# Exercise requirements:
Each line in the entries below that holds the string "BanPolicy" is to be listed.

# Provided data:
━━━
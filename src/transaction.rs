use std::fmt;
use std::str::FromStr;

use chrono::{DateTime, Utc};
use serde::{Deserialize, Serialize};
use uuid::Uuid;

use crate::error::LedgerError;
use crate::money::Amount;

#[derive(Debug, Clone, Copy, PartialEq, Eq, Hash, Serialize, Deserialize)]
pub enum TransactionKind {
    Deposit,
    Withdrawal,
    Transfer,
}

impl TransactionKind {
    pub fn as_str(&self) -> &'static str {
        match self {
            Self::Deposit => "deposit",
            Self::Withdrawal => "withdrawal",
            Self::Transfer => "transfer",
        }
    }

    /// Description used when the caller leaves it blank.
    pub fn label(&self) -> &'static str {
        match self {
            Self::Deposit => "Deposit",
            Self::Withdrawal => "Withdrawal",
            Self::Transfer => "Transfer",
        }
    }
}

impl fmt::Display for TransactionKind {
    fn fmt(&self, f: &mut fmt::Formatter<'_>) -> fmt::Result {
        f.write_str(self.as_str())
    }
}

impl FromStr for TransactionKind {
    type Err = LedgerError;

    fn from_str(s: &str) -> Result<Self, Self::Err> {
        match s {
            "deposit" => Ok(Self::Deposit),
            "withdrawal" => Ok(Self::Withdrawal),
            "transfer" => Ok(Self::Transfer),
            other => Err(LedgerError::storage(format!(
                "unknown transaction kind: {other}"
            ))),
        }
    }
}

/// Settlement status. Synchronous ledger paths only ever produce `Completed`.
#[derive(Debug, Clone, Copy, PartialEq, Eq, Hash, Serialize, Deserialize)]
pub enum TransactionStatus {
    Pending,
    Completed,
    Failed,
}

impl TransactionStatus {
    pub fn as_str(&self) -> &'static str {
        match self {
            Self::Pending => "pending",
            Self::Completed => "completed",
            Self::Failed => "failed",
        }
    }

    /// Pending settles exactly once; completed and failed are terminal.
    pub fn can_transition_to(&self, target: TransactionStatus) -> bool {
        matches!(
            (self, target),
            (Self::Pending, Self::Completed) | (Self::Pending, Self::Failed)
        )
    }

    pub fn is_terminal(&self) -> bool {
        !matches!(self, Self::Pending)
    }
}

impl fmt::Display for TransactionStatus {
    fn fmt(&self, f: &mut fmt::Formatter<'_>) -> fmt::Result {
        f.write_str(self.as_str())
    }
}

impl FromStr for TransactionStatus {
    type Err = LedgerError;

    fn from_str(s: &str) -> Result<Self, Self::Err> {
        match s {
            "pending" => Ok(Self::Pending),
            "completed" => Ok(Self::Completed),
            "failed" => Ok(Self::Failed),
            other => Err(LedgerError::storage(format!(
                "unknown transaction status: {other}"
            ))),
        }
    }
}

/// An immutable record of one balanced source -> destination movement.
///
/// Deposits and withdrawals reference the same account on both sides.
#[derive(Debug, Clone, PartialEq, Eq, Serialize, Deserialize)]
pub struct Transaction {
    pub id: Uuid,
    pub amount: Amount,
    pub kind: TransactionKind,
    pub status: TransactionStatus,
    pub source_account: Uuid,
    pub destination_account: Uuid,
    pub description: String,
    /// blake3 digest of the caller's idempotency key, if one was supplied.
    pub idempotency_key: Option<String>,
    pub occurred_at: DateTime<Utc>,
    pub created_at: DateTime<Utc>,
    pub updated_at: DateTime<Utc>,
}

impl Transaction {
    pub fn new(
        kind: TransactionKind,
        amount: Amount,
        source_account: Uuid,
        destination_account: Uuid,
        description: &str,
    ) -> Self {
        let now = crate::now();
        let description = match description.trim() {
            "" => kind.label().to_string(),
            text => text.to_string(),
        };
        Self {
            id: Uuid::now_v7(),
            amount,
            kind,
            status: TransactionStatus::Completed,
            source_account,
            destination_account,
            description,
            idempotency_key: None,
            occurred_at: now,
            created_at: now,
            updated_at: now,
        }
    }

    pub(crate) fn with_idempotency_key(mut self, hashed_key: String) -> Self {
        self.idempotency_key = Some(hashed_key);
        self
    }

    pub fn involves(&self, account: Uuid) -> bool {
        self.source_account == account || self.destination_account == account
    }

    pub fn cursor(&self) -> HistoryCursor {
        HistoryCursor {
            occurred_at: self.occurred_at,
            id: self.id,
        }
    }
}

/// Inclusive `[start, end]` window over `occurred_at`.
#[derive(Debug, Clone, Copy, PartialEq, Eq, Serialize, Deserialize)]
pub struct DateRange {
    start: DateTime<Utc>,
    end: DateTime<Utc>,
}

impl DateRange {
    pub fn new(start: DateTime<Utc>, end: DateTime<Utc>) -> Result<Self, LedgerError> {
        if start > end {
            return Err(LedgerError::InvalidDateRange(format!(
                "start {start} is after end {end}"
            )));
        }
        Ok(Self { start, end })
    }

    pub fn start(&self) -> DateTime<Utc> {
        self.start
    }

    pub fn end(&self) -> DateTime<Utc> {
        self.end
    }

    pub fn contains(&self, at: DateTime<Utc>) -> bool {
        self.start <= at && at <= self.end
    }
}

/// Position after the last row read, in `(occurred_at DESC, id DESC)` order.
#[derive(Debug, Clone, Copy, PartialEq, Eq)]
pub struct HistoryCursor {
    pub occurred_at: DateTime<Utc>,
    pub id: Uuid,
}

impl HistoryCursor {
    /// True if `tx` sorts strictly after this cursor in newest-first order.
    pub fn precedes(&self, tx: &Transaction) -> bool {
        (tx.occurred_at, tx.id) < (self.occurred_at, self.id)
    }
}

#[cfg(test)]
mod tests {
    use super::*;
    use chrono::Duration;

    fn amount() -> Amount {
        "10".parse().unwrap()
    }

    #[test]
    fn test_blank_description_falls_back_to_label() {
        let account = Uuid::now_v7();
        let tx = Transaction::new(TransactionKind::Withdrawal, amount(), account, account, "  ");
        assert_eq!(tx.description, "Withdrawal");
        assert_eq!(tx.status, TransactionStatus::Completed);

        let tx = Transaction::new(TransactionKind::Deposit, amount(), account, account, "salary");
        assert_eq!(tx.description, "salary");
    }

    #[test]
    fn test_status_transitions() {
        use TransactionStatus::*;
        assert!(Pending.can_transition_to(Completed));
        assert!(Pending.can_transition_to(Failed));
        assert!(!Pending.can_transition_to(Pending));
        assert!(!Completed.can_transition_to(Failed));
        assert!(!Failed.can_transition_to(Completed));
        assert!(Completed.is_terminal());
    }

    #[test]
    fn test_kind_and_status_parse_their_own_text() {
        for kind in [
            TransactionKind::Deposit,
            TransactionKind::Withdrawal,
            TransactionKind::Transfer,
        ] {
            assert_eq!(kind.as_str().parse::<TransactionKind>().unwrap(), kind);
        }
        assert!("refund".parse::<TransactionKind>().is_err());
        assert!("settled".parse::<TransactionStatus>().is_err());
    }

    #[test]
    fn test_date_range_is_inclusive_and_ordered() {
        let now = Utc::now();
        let range = DateRange::new(now - Duration::days(1), now).unwrap();
        assert!(range.contains(now));
        assert!(range.contains(now - Duration::days(1)));
        assert!(!range.contains(now + Duration::seconds(1)));

        assert!(matches!(
            DateRange::new(now, now - Duration::days(1)),
            Err(LedgerError::InvalidDateRange(_))
        ));
    }

    #[test]
    fn test_cursor_orders_newest_first() {
        let account = Uuid::now_v7();
        let older = Transaction::new(TransactionKind::Deposit, amount(), account, account, "");
        let newer = Transaction::new(TransactionKind::Deposit, amount(), account, account, "");

        assert!(newer.cursor().precedes(&older));
        assert!(!older.cursor().precedes(&newer));
        assert!(!newer.cursor().precedes(&newer));
    }
}
use std::fmt;
use std::str::FromStr;

use anyhow::{Context as _, anyhow, bail};
use chrono::{Duration, Utc};

use tabi_auth_types::cookie::CookieOptions;
use tabi_auth_types::token::SessionKeys;

use crate::domain::types::{
    BanPolicy, DEFAULT_BAN_DURATION_MINUTES, DEFAULT_LOGIN_CODE_TTL_MINUTES,
    DEFAULT_MAX_LOGIN_ATTEMPTS, LoginPolicy,
};

const DEFAULT_DATABASE_URL: &str = "sqlite://data/tabi.db?mode=rwc";
const DEFAULT_TELEGRAM_API_URL: &str = "https://api.telegram.org";

/// Auth service configuration loaded from environment variables.
pub struct AuthConfig {
    /// sea-orm connection URL. Env var: `DATABASE_URL`.
    pub database_url: String,
    /// Session signing secret. Env var: `SECRET_KEY` (required).
    pub secret_key: String,
    /// HMAC algorithm name (default "HS256"). Env var: `ALGORITHM`.
    pub algorithm: String,
    /// Session lifetime and cookie Max-Age (default 15). Env var: `ACCESS_TOKEN_EXPIRE_MINUTES`.
    pub session_ttl_minutes: u64,
    /// One-time code lifetime (default 15). Env var: `LOGIN_CODE_EXPIRE_MINUTES`.
    pub login_code_ttl_minutes: i64,
    /// The single allow-listed credential. Env var: `ALLOWED_EMAIL` (required).
    pub allowed_email: String,
    /// Telegram chat that receives login codes. Env var: `TELEGRAM_CHAT_ID` (required).
    pub telegram_chat_id: String,
    /// Bot token; codes are only logged when unset. Env var: `TELEGRAM_BOT_TOKEN`.
    pub telegram_bot_token: Option<String>,
    /// Bot API base URL. Env var: `TELEGRAM_API_URL`.
    pub telegram_api_url: String,
    /// Wrong-credential attempts before a ban (default 5). Env var: `MAX_LOGIN_ATTEMPTS`.
    pub max_login_attempts: u32,
    /// Ban length (default 10). Env var: `BAN_DURATION_MINUTES`.
    pub ban_duration_minutes: i64,
    /// `Secure` cookie attribute (default false). Env var: `COOKIE_SECURE`.
    pub cookie_secure: bool,
    /// `Domain` cookie attribute. Env var: `COOKIE_DOMAIN`.
    pub cookie_domain: Option<String>,
    /// TCP port to listen on (default 8000). Env var: `AUTH_PORT`.
    pub auth_port: u16,
}

impl AuthConfig {
    pub fn from_env() -> anyhow::Result<Self> {
        Self::from_vars(|key| std::env::var(key).ok())
    }

    /// Build the config from an arbitrary variable lookup. Blank values count as unset.
    pub fn from_vars<F>(lookup: F) -> anyhow::Result<Self>
    where
        F: Fn(&str) -> Option<String>,
    {
        let get = |key: &str| lookup(key).filter(|v| !v.trim().is_empty());

        let config = Self {
            database_url: get("DATABASE_URL").unwrap_or_else(|| DEFAULT_DATABASE_URL.to_owned()),
            secret_key: get("SECRET_KEY").context("SECRET_KEY must be set")?,
            algorithm: get("ALGORITHM").unwrap_or_else(|| "HS256".to_owned()),
            session_ttl_minutes: parse_or(&get, "ACCESS_TOKEN_EXPIRE_MINUTES", 15)?,
            login_code_ttl_minutes: parse_or(
                &get,
                "LOGIN_CODE_EXPIRE_MINUTES",
                DEFAULT_LOGIN_CODE_TTL_MINUTES,
            )?,
            allowed_email: get("ALLOWED_EMAIL").context("ALLOWED_EMAIL must be set")?,
            telegram_chat_id: get("TELEGRAM_CHAT_ID").context("TELEGRAM_CHAT_ID must be set")?,
            telegram_bot_token: get("TELEGRAM_BOT_TOKEN"),
            telegram_api_url: get("TELEGRAM_API_URL")
                .unwrap_or_else(|| DEFAULT_TELEGRAM_API_URL.to_owned()),
            max_login_attempts: parse_or(&get, "MAX_LOGIN_ATTEMPTS", DEFAULT_MAX_LOGIN_ATTEMPTS)?,
            ban_duration_minutes: parse_or(
                &get,
                "BAN_DURATION_MINUTES",
                DEFAULT_BAN_DURATION_MINUTES,
            )?,
            cookie_secure: parse_or(&get, "COOKIE_SECURE", false)?,
            cookie_domain: get("COOKIE_DOMAIN"),
            auth_port: parse_or(&get, "AUTH_PORT", 8000)?,
        };

        if config.session_ttl_minutes == 0 || config.login_code_ttl_minutes <= 0 {
            bail!("ACCESS_TOKEN_EXPIRE_MINUTES and LOGIN_CODE_EXPIRE_MINUTES must be positive");
        }
        if config.max_login_attempts == 0 {
            bail!("MAX_LOGIN_ATTEMPTS must be at least 1");
        }
        if config.ban_duration_minutes <= 0 {
            bail!("BAN_DURATION_MINUTES must be positive");
        }
        config.session_ttl_secs()?;
        config.login_policy()?;
        Ok(config)
    }

    fn session_ttl_secs(&self) -> anyhow::Result<u64> {
        i64::try_from(self.session_ttl_minutes)
            .ok()
            .and_then(|m| m.checked_mul(60))
            .and_then(|secs| u64::try_from(secs).ok())
            .context("ACCESS_TOKEN_EXPIRE_MINUTES is out of range")
    }

    pub fn session_keys(&self) -> anyhow::Result<SessionKeys> {
        SessionKeys::new(
            self.secret_key.clone(),
            &self.algorithm,
            self.session_ttl_secs()?,
        )
        .context("ALGORITHM")
    }

    pub fn login_policy(&self) -> anyhow::Result<LoginPolicy> {
        Ok(LoginPolicy {
            allowed_credential: self.allowed_email.clone(),
            delivery_address: self.telegram_chat_id.clone(),
            code_ttl: minutes("LOGIN_CODE_EXPIRE_MINUTES", self.login_code_ttl_minutes)?,
            ban: BanPolicy {
                max_attempts: self.max_login_attempts,
                ban_duration: minutes("BAN_DURATION_MINUTES", self.ban_duration_minutes)?,
            },
        })
    }

    pub fn cookie_options(&self) -> anyhow::Result<CookieOptions> {
        Ok(CookieOptions {
            domain: self.cookie_domain.clone(),
            secure: self.cookie_secure,
            max_age_secs: self.session_ttl_secs()?,
        })
    }
}

/// `value` minutes as a `Duration` that can still be added to the current time.
fn minutes(key: &str, value: i64) -> anyhow::Result<Duration> {
    Duration::try_minutes(value)
        .filter(|d| Utc::now().checked_add_signed(*d).is_some())
        .with_context(|| format!("{key}: {value} minutes is out of range"))
}

fn parse_or<T, G>(get: &G, key: &str, default: T) -> anyhow::Result<T>
where
    T: FromStr,
    T::Err: fmt::Display,
    G: Fn(&str) -> Option<String>,
{
    match get(key) {
        None => Ok(default),
        Some(raw) => raw
            .trim()
            .parse()
            .map_err(|e| anyhow!("{key}: invalid value {raw:?}: {e}")),
    }
}

impl fmt::Debug for AuthConfig {
    fn fmt(&self, f: &mut fmt::Formatter<'_>) -> fmt::Result {
        f.debug_struct("AuthConfig")
            .field("database_url", &self.database_url)
            .field("secret_key", &"[redacted]")
            .field("algorithm", &self.algorithm)
            .field("session_ttl_minutes", &self.session_ttl_minutes)
            .field("login_code_ttl_minutes", &self.login_code_ttl_minutes)
            .field("allowed_email", &self.allowed_email)
            .field("telegram_chat_id", &self.telegram_chat_id)
            .field(
                "telegram_bot_token",
                &self.telegram_bot_token.as_ref().map(|_| "[redacted]"),
            )
            .field("telegram_api_url", &self.telegram_api_url)
            .field("max_login_attempts", &self.max_login_attempts)
            .field("ban_duration_minutes", &self.ban_duration_minutes)
            .field("cookie_secure", &self.cookie_secure)
            .field("cookie_domain", &self.cookie_domain)
            .field("auth_port", &self.auth_port)
            .finish()
    }
}
use sea_orm_migration::prelude::*;

#[derive(DeriveMigrationName)]
pub struct Migration;

#[async_trait::async_trait]
impl MigrationTrait for Migration {
    async fn up(&self, manager: &SchemaManager) -> Result<(), DbErr> {
        manager
            .create_table(
                Table::create()
                    .table(Users::Table)
                    .if_not_exists()
                    .col(ColumnDef::new(Users::Id).uuid().not_null().primary_key())
                    .col(
                        ColumnDef::new(Users::DeliveryAddress)
                            .string_len(255)
                            .not_null()
                            .unique_key(),
                    )
                    .col(
                        ColumnDef::new(Users::IsActive)
                            .boolean()
                            .not_null()
                            .default(true),
                    )
                    .col(
                        ColumnDef::new(Users::CreatedAt)
                            .timestamp_with_time_zone()
                            .not_null(),
                    )
                    .col(ColumnDef::new(Users::LastLoginAt).timestamp_with_time_zone())
                    .col(ColumnDef::new(Users::LastLoginRequestAt).timestamp_with_time_zone())
                    .to_owned(),
            )
            .await
    }

    async fn down(&self, manager: &SchemaManager) -> Result<(), DbErr> {
        manager
            .drop_table(Table::drop().table(Users::Table).to_owned())
            .await
    }
}

#[derive(DeriveIden)]
enum Users {
    Table,
    Id,
    DeliveryAddress,
    IsActive,
    CreatedAt,
    LastLoginAt,
    LastLoginRequestAt,
}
━━━
# Response box:
    BanPolicy, DEFAULT_BAN_DURATION_MINUTES, DEFAULT_LOGIN_CODE_TTL_MINUTES,
            ban: BanPolicy {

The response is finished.